The Kingblind Top 100 Essential Records of all time (Week 10 of 10)
Ok, Here are the rules... Kingblind get their writers and friends to pick 10 records that are essential to their collection. (Kingblind will post in blocks of 10 until 100 is reached)
1. If someone else has one of the records in their selection you CANNOT pick it. Find another gem for the list.. FIRST COME FIRST SERVED!
2. Here is what is NOT allowed in the Top 100 (We are assuming that our fine readers are smart enough to have these records in their collection already.) NO Beatles, Beach Boys, Stones, Clash, Ramones, Sex Pistols, Led Zeppelin, Hendrix, The Who, Stooges, AC/DC, Black Sabbath, Sonic Youth, Dylan, Nirvana. Obviously the point of this is to turn you fine folks onto some great music that you might not have heard before. Every week (on Monday) we will add a new chunk from a new writer until 100 is reached. ENJOY!!
Please welcome our 10th week of selections (100 of 100) from Mr. Mblind (Atlanta, Seattle and Los Angeles are the 3 places he calls home)
Loop: A Gilded Eternity
The Stooges in a street fight with the 13th Floor Elevators. What Jason Spacemen wishes he had the balls and ability to write and perform. This record is totally unique and amazing. Do yourself a favor and buy this record now.
Joe Jackson: Look Sharp
HOOKS, HOOKS, HOOKS.. Man this album was the soundtrack of my youth. If Elvis Costello had an American counterpart Joe was it. This is the soundtrack of teen angst and broken hearts. This record is a perfect 10.

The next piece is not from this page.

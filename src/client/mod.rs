//! Client for a running taxon-solver server.

pub mod remote;

pub use remote::{RemoteError, RemoteMatcher};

Elvis Costello: This Year’s Model
The baddest band and the best songs.. Only months after his initial conquest with My Aim Is True, Elvis Costello delivered an even fiercer diatribe. His first record with the long-running Attractions, 1978's This Year's Model remains one of that blistering rock year's most indelible albums.
The Jesus Lizard: Goat
This is music to knock your socks off, shake your trousers, and leave your ears bleeding for more. This is music for people who know what music can do. This is brutal, uplifting, abrasive, and celebratory all at once. Yes, as dark as The Lizard sometimes was, it also had the power to get your a** up and put you in motion. And none of their albums achieved this quite like Goat did.

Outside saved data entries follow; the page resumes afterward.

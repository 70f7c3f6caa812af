//! Species groups: curated, named buckets of taxa defined by tree position.
//!
//! A group is an ordered list of `[left, right)` intervals over the nested-set
//! numbering of the taxonomy, each either including or excluding the taxa it
//! covers. The first interval containing a position decides membership, so an
//! exclusion is declared before the inclusion it carves a hole in.
//!
//! Groups are resolved once at startup (see [`builder`]) and shared read-only.

pub mod builder;

use serde::{Deserialize, Serialize};

use crate::core::types::Rank;

/// One `[left, right)` range of a species group
#[derive(Debug, Clone, Copy, PartialEq, Eq, Serialize, Deserialize)]
pub struct GroupInterval {
    pub left: u32,
    pub right: u32,
    pub included: bool,
}

impl GroupInterval {
    #[must_use]
    pub fn new(left: u32, right: u32, included: bool) -> Self {
        Self {
            left,
            right,
            included,
        }
    }

    #[must_use]
    pub fn contains(&self, position: u32) -> bool {
        self.left <= position && position < self.right
    }
}

/// A named group of taxa
#[derive(Debug, Clone, PartialEq, Eq, Serialize, Deserialize)]
pub struct SpeciesGroup {
    pub name: String,
    pub rank: Rank,
    #[serde(default, skip_serializing_if = "Option::is_none")]
    pub parent: Option<String>,
    pub intervals: Vec<GroupInterval>,
}

impl SpeciesGroup {
    pub fn new(name: impl Into<String>, rank: Rank, intervals: Vec<GroupInterval>) -> Self {
        Self {
            name: name.into(),
            rank,
            parent: None,
            intervals,
        }
    }

    #[must_use]
    pub fn with_parent(mut self, parent: impl Into<String>) -> Self {
        self.parent = Some(parent.into());
        self
    }

    /// Groups with a parent are reported as subgroups
    #[must_use]
    pub fn is_subgroup(&self) -> bool {
        self.parent.is_some()
    }

    /// Membership of a tree position, decided by the first interval containing it
    #[must_use]
    pub fn is_part_of(&self, position: u32) -> bool {
        self.intervals
            .iter()
            .find(|interval| interval.contains(position))
            .is_some_and(|interval| interval.included)
    }

    /// Whether two groups share taxa.
    ///
    /// Only interval endpoints are tested, so two groups whose shared range
    /// contains none of either group's endpoints are not detected.
    #[must_use]
    pub fn overlaps(&self, other: &SpeciesGroup) -> bool {
        let shared = |position: u32| self.is_part_of(position) && other.is_part_of(position);
        self.endpoints().any(shared) || other.endpoints().any(shared)
    }

    fn endpoints(&self) -> impl Iterator<Item = u32> + '_ {
        self.intervals
            .iter()
            .flat_map(|interval| [interval.left, interval.right])
    }
}

/// All configured species groups, in declaration order
#[derive(Debug, Clone, Default, PartialEq, Eq, Serialize, Deserialize)]
#[serde(transparent)]
pub struct SpeciesGroups {
    groups: Vec<SpeciesGroup>,
}

impl SpeciesGroups {
    #[must_use]
    pub fn new(groups: Vec<SpeciesGroup>) -> Self {
        Self { groups }
    }

    #[must_use]
    pub fn len(&self) -> usize {
        self.groups.len()
    }

    #[must_use]
    pub fn is_empty(&self) -> bool {
        self.groups.is_empty()
    }

    pub fn iter(&self) -> impl Iterator<Item = &SpeciesGroup> {
        self.groups.iter()
    }

    #[must_use]
    pub fn get(&self, name: &str) -> Option<&SpeciesGroup> {
        self.groups.iter().find(|g| g.name == name)
    }

    /// Whether a position belongs to the named group; unknown groups contain nothing
    #[must_use]
    pub fn is_part_of_group(&self, name: &str, position: u32) -> bool {
        self.get(name).is_some_and(|g| g.is_part_of(position))
    }

    /// Top-level groups containing a position
    #[must_use]
    pub fn groups_containing(&self, position: u32) -> Vec<String> {
        self.containing(position, false)
    }

    /// Subgroups containing a position
    #[must_use]
    pub fn subgroups_containing(&self, position: u32) -> Vec<String> {
        self.containing(position, true)
    }

    fn containing(&self, position: u32, subgroups: bool) -> Vec<String> {
        self.groups
            .iter()
            .filter(|g| g.is_subgroup() == subgroups && g.is_part_of(position))
            .map(|g| g.name.clone())
            .collect()
    }
}

#[cfg(test)]
mod tests {
    use super::*;

    fn carved() -> SpeciesGroup {
        SpeciesGroup::new(
            "Carved",
            Rank::Class,
            vec![
                GroupInterval::new(150, 250, false),
                GroupInterval::new(100, 400, true),
            ],
        )
    }

    #[test]
    fn test_exclusion_takes_precedence() {
        let group = carved();
        assert!(group.is_part_of(100));
        assert!(!group.is_part_of(200));
        assert!(group.is_part_of(300));
        assert!(!group.is_part_of(500));
    }

    #[test]
    fn test_interval_right_bound_is_exclusive() {
        let group = carved();
        assert!(group.is_part_of(399));
        assert!(!group.is_part_of(400));
        // 250 falls outside the exclusion and inside the inclusion
        assert!(group.is_part_of(250));
    }

    #[test]
    fn test_overlap_is_symmetric() {
        let a = carved();
        let inside_hole = SpeciesGroup::new("Hole", Rank::Order, vec![GroupInterval::new(160, 240, true)]);
        let straddling = SpeciesGroup::new("Straddle", Rank::Order, vec![GroupInterval::new(350, 450, true)]);
        let disjoint = SpeciesGroup::new("Far", Rank::Order, vec![GroupInterval::new(1000, 2000, true)]);

        for other in [&inside_hole, &straddling, &disjoint] {
            assert_eq!(a.overlaps(other), other.overlaps(&a), "{}", other.name);
        }
        assert!(!a.overlaps(&inside_hole));
        assert!(a.overlaps(&straddling));
        assert!(!a.overlaps(&disjoint));
    }

    #[test]
    fn test_groups_and_subgroups_in_declaration_order() {
        let groups = SpeciesGroups::new(vec![
            SpeciesGroup::new("Plants", Rank::Kingdom, vec![GroupInterval::new(1, 100, true)]),
            SpeciesGroup::new("Wattles", Rank::Genus, vec![GroupInterval::new(10, 20, true)])
                .with_parent("Plants"),
            SpeciesGroup::new("Dicots", Rank::Class, vec![GroupInterval::new(5, 50, true)]),
        ]);

        assert_eq!(groups.groups_containing(15), vec!["Plants", "Dicots"]);
        assert_eq!(groups.subgroups_containing(15), vec!["Wattles"]);
        assert!(groups.subgroups_containing(60).is_empty());
        assert!(groups.is_part_of_group("Dicots", 5));
        assert!(!groups.is_part_of_group("Fungi", 5));
    }
}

Miles Davis: In a Silent Way
Miles Davis's famous mid-1960s quintet, featuring saxophonist Wayne Shorter and pianist Herbie Hancock, was intact until just a few weeks before his new, electric ensemble recorded In a Silent Way. Legendary as a kind of line in the sand challenging jazz fans during the ascendance of electric, psychedelic rock, In a Silent Way hinted at the repetitive polyrhythms Davis would employ throughout the early 1970s
Van Halen: Van Halen
Van Halen blew the doors off of the world of Rock when it was released. Nobody had heard or seen anything like it. Nobody had ever seen the flamboyance of front man David Lee Roth, nor the awe-inspiring, innovative technique and consummate skill of Eddie Van Halen, and the rhythm section of Alex Van Halen and Michael Anthony seemed sent from god to keep the hounds of hell at bay. Still an album I listen to regularly.
The Kinks: Are the village green preservation society
Ray Davies= Genius. In the face of huge US fame and fortune Ray wrote one of the most English records of all time. He was so bored with the USA years before The Clash.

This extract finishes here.